▶ What you are asked to do:
Show every line of the data that contains the string "watch".

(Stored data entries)
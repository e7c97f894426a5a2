//! Shared test fixtures: a scriptable prober and management connector plus
//! a fully wired polling engine over the in-memory stores.

#![allow(dead_code)]

use std::collections::HashMap;
use std::io;
use std::net::IpAddr;
use std::sync::atomic::{AtomicUsize, Ordering};
use std::sync::{Arc, Mutex};
use std::time::Duration;

use async_trait::async_trait;
use tokio::sync::watch;

use fleetmon::config::{DeviceConfig, ManagedConfig, PollConfig};
use fleetmon::mgmt::{
    ConnectionPool, Connector, HealthInfo, InterfaceCounters, ManagedSession, ResourceInfo,
    SessionError,
};
use fleetmon::poller::PollEngine;
use fleetmon::probe::Prober;
use fleetmon::publish::Publisher;
use fleetmon::store::{MemoryInventory, MemoryTimeSeries};

/// Prober whose answers are scripted per address.
pub struct MockProber {
    reachable: Mutex<HashMap<IpAddr, Duration>>,
}

impl MockProber {
    pub fn new() -> Self {
        Self {
            reachable: Mutex::new(HashMap::new()),
        }
    }

    pub fn set_reachable(&self, addr: IpAddr, rtt: Duration) {
        self.reachable.lock().unwrap().insert(addr, rtt);
    }

    pub fn set_unreachable(&self, addr: &IpAddr) {
        self.reachable.lock().unwrap().remove(addr);
    }
}

#[async_trait]
impl Prober for MockProber {
    async fn probe(&self, addr: IpAddr) -> Option<Duration> {
        self.reachable.lock().unwrap().get(&addr).copied()
    }
}

/// Scripted replies of one device's management session. A `None` block
/// answers with a query-level trap; `fatal_on_resource` kills the whole
/// session on the first query instead.
#[derive(Clone, Default)]
pub struct DeviceScript {
    pub resource: Option<ResourceInfo>,
    pub health: Option<HealthInfo>,
    pub counters: Option<InterfaceCounters>,
    pub active_sessions: Option<u64>,
    pub fatal_on_resource: bool,
    pub refuse_connect: bool,
}

impl DeviceScript {
    /// A device that answers every block with sane values.
    pub fn healthy() -> Self {
        Self {
            resource: Some(ResourceInfo {
                cpu_load: Some(10.0),
                total_memory: Some(1_073_741_824),
                free_memory: Some(805_306_368),
                uptime: Some("1w2d3h".to_string()),
                board_name: Some("RB4011".to_string()),
                version: Some("7.15".to_string()),
            }),
            health: Some(HealthInfo {
                temperature: Some(42.0),
                voltage: Some(24.1),
            }),
            counters: Some(InterfaceCounters {
                rx_bytes: 1_000_000,
                tx_bytes: 500_000,
            }),
            active_sessions: Some(128),
            fatal_on_resource: false,
            refuse_connect: false,
        }
    }

    pub fn with_cpu(mut self, cpu_load: f64) -> Self {
        if let Some(resource) = &mut self.resource {
            resource.cpu_load = Some(cpu_load);
        }
        self
    }

    pub fn with_temperature(mut self, temperature: f64) -> Self {
        if let Some(health) = &mut self.health {
            health.temperature = Some(temperature);
        }
        self
    }

    pub fn without_health(mut self) -> Self {
        self.health = None;
        self
    }

    pub fn fatal(mut self) -> Self {
        self.fatal_on_resource = true;
        self
    }

    pub fn unreachable_mgmt(mut self) -> Self {
        self.refuse_connect = true;
        self
    }
}

pub struct ScriptedSession {
    script: DeviceScript,
    closed_tx: watch::Sender<bool>,
}

impl ScriptedSession {
    fn new(script: DeviceScript) -> Self {
        let (closed_tx, _) = watch::channel(false);
        Self { script, closed_tx }
    }
}

#[async_trait]
impl ManagedSession for ScriptedSession {
    async fn read_resource(&self) -> Result<ResourceInfo, SessionError> {
        if self.script.fatal_on_resource {
            self.closed_tx.send_replace(true);
            return Err(SessionError::Io(io::Error::new(
                io::ErrorKind::BrokenPipe,
                "scripted session failure",
            )));
        }

        self.script
            .resource
            .clone()
            .ok_or_else(|| SessionError::Trap("no resource block".to_string()))
    }

    async fn read_health(&self) -> Result<HealthInfo, SessionError> {
        self.script
            .health
            .clone()
            .ok_or_else(|| SessionError::Trap("no health sensors".to_string()))
    }

    async fn read_interface_counters(
        &self,
        _interface: &str,
    ) -> Result<InterfaceCounters, SessionError> {
        self.script
            .counters
            .ok_or_else(|| SessionError::Trap("no such interface".to_string()))
    }

    async fn read_active_sessions(&self) -> Result<u64, SessionError> {
        self.script
            .active_sessions
            .ok_or_else(|| SessionError::Trap("no connection tracking".to_string()))
    }

    async fn close(&self) {
        self.closed_tx.send_replace(true);
    }

    fn closed(&self) -> watch::Receiver<bool> {
        self.closed_tx.subscribe()
    }
}

/// Connector that hands out scripted sessions keyed by device id.
pub struct ScriptedConnector {
    scripts: Mutex<HashMap<String, DeviceScript>>,
    pub connects: AtomicUsize,
}

impl ScriptedConnector {
    pub fn new() -> Self {
        Self {
            scripts: Mutex::new(HashMap::new()),
            connects: AtomicUsize::new(0),
        }
    }

    pub fn script(&self, device_id: &str, script: DeviceScript) {
        self.scripts
            .lock()
            .unwrap()
            .insert(device_id.to_string(), script);
    }
}

#[async_trait]
impl Connector for ScriptedConnector {
    async fn connect(
        &self,
        device: &DeviceConfig,
    ) -> Result<Arc<dyn ManagedSession>, SessionError> {
        self.connects.fetch_add(1, Ordering::SeqCst);

        let script = self
            .scripts
            .lock()
            .unwrap()
            .get(&device.id)
            .cloned()
            .unwrap_or_else(DeviceScript::healthy);

        if script.refuse_connect {
            return Err(SessionError::ConnectFailed(
                "scripted connection refusal".to_string(),
            ));
        }

        Ok(Arc::new(ScriptedSession::new(script)))
    }
}

pub fn managed_device(id: &str, addr: &str, port: u16) -> DeviceConfig {
    DeviceConfig {
        id: id.to_string(),
        name: format!("Device {id}"),
        address: addr.parse().unwrap(),
        port,
        use_tls: false,
        role: Some("router".to_string()),
        interface: Some("ether1".to_string()),
        managed: Some(ManagedConfig {
            username: "monitor".to_string(),
            password: "secret".to_string(),
        }),
    }
}

pub fn ping_device(id: &str, addr: &str) -> DeviceConfig {
    DeviceConfig {
        id: id.to_string(),
        name: format!("Device {id}"),
        address: addr.parse().unwrap(),
        port: 8728,
        use_tls: false,
        role: None,
        interface: None,
        managed: None,
    }
}

/// A fully wired engine over the in-memory stores, with every collaborator
/// kept accessible for assertions.
pub struct Harness {
    pub prober: Arc<MockProber>,
    pub connector: Arc<ScriptedConnector>,
    pub pool: Arc<ConnectionPool>,
    pub inventory: Arc<MemoryInventory>,
    pub tsdb: Arc<MemoryTimeSeries>,
    pub publisher: Arc<Publisher>,
    pub engine: Arc<PollEngine>,
}

impl Harness {
    pub fn new(devices: Vec<DeviceConfig>) -> Self {
        let prober = Arc::new(MockProber::new());
        let connector = Arc::new(ScriptedConnector::new());
        let pool = Arc::new(ConnectionPool::new(
            connector.clone(),
            Duration::from_secs(1),
        ));
        let inventory = Arc::new(MemoryInventory::new(devices));
        let tsdb = Arc::new(MemoryTimeSeries::new());
        let publisher = Arc::new(Publisher::new());

        let engine = Arc::new(PollEngine::new(
            prober.clone(),
            pool.clone(),
            inventory.clone(),
            tsdb.clone(),
            publisher.clone(),
            PollConfig::default(),
        ));

        Self {
            prober,
            connector,
            pool,
            inventory,
            tsdb,
            publisher,
            engine,
        }
    }
}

▶ Solution to this problem:
use tokio::sync::watch;
    closed_tx: watch::Sender<bool>,
        let (closed_tx, _) = watch::channel(false);
    fn closed(&self) -> watch::Receiver<bool> {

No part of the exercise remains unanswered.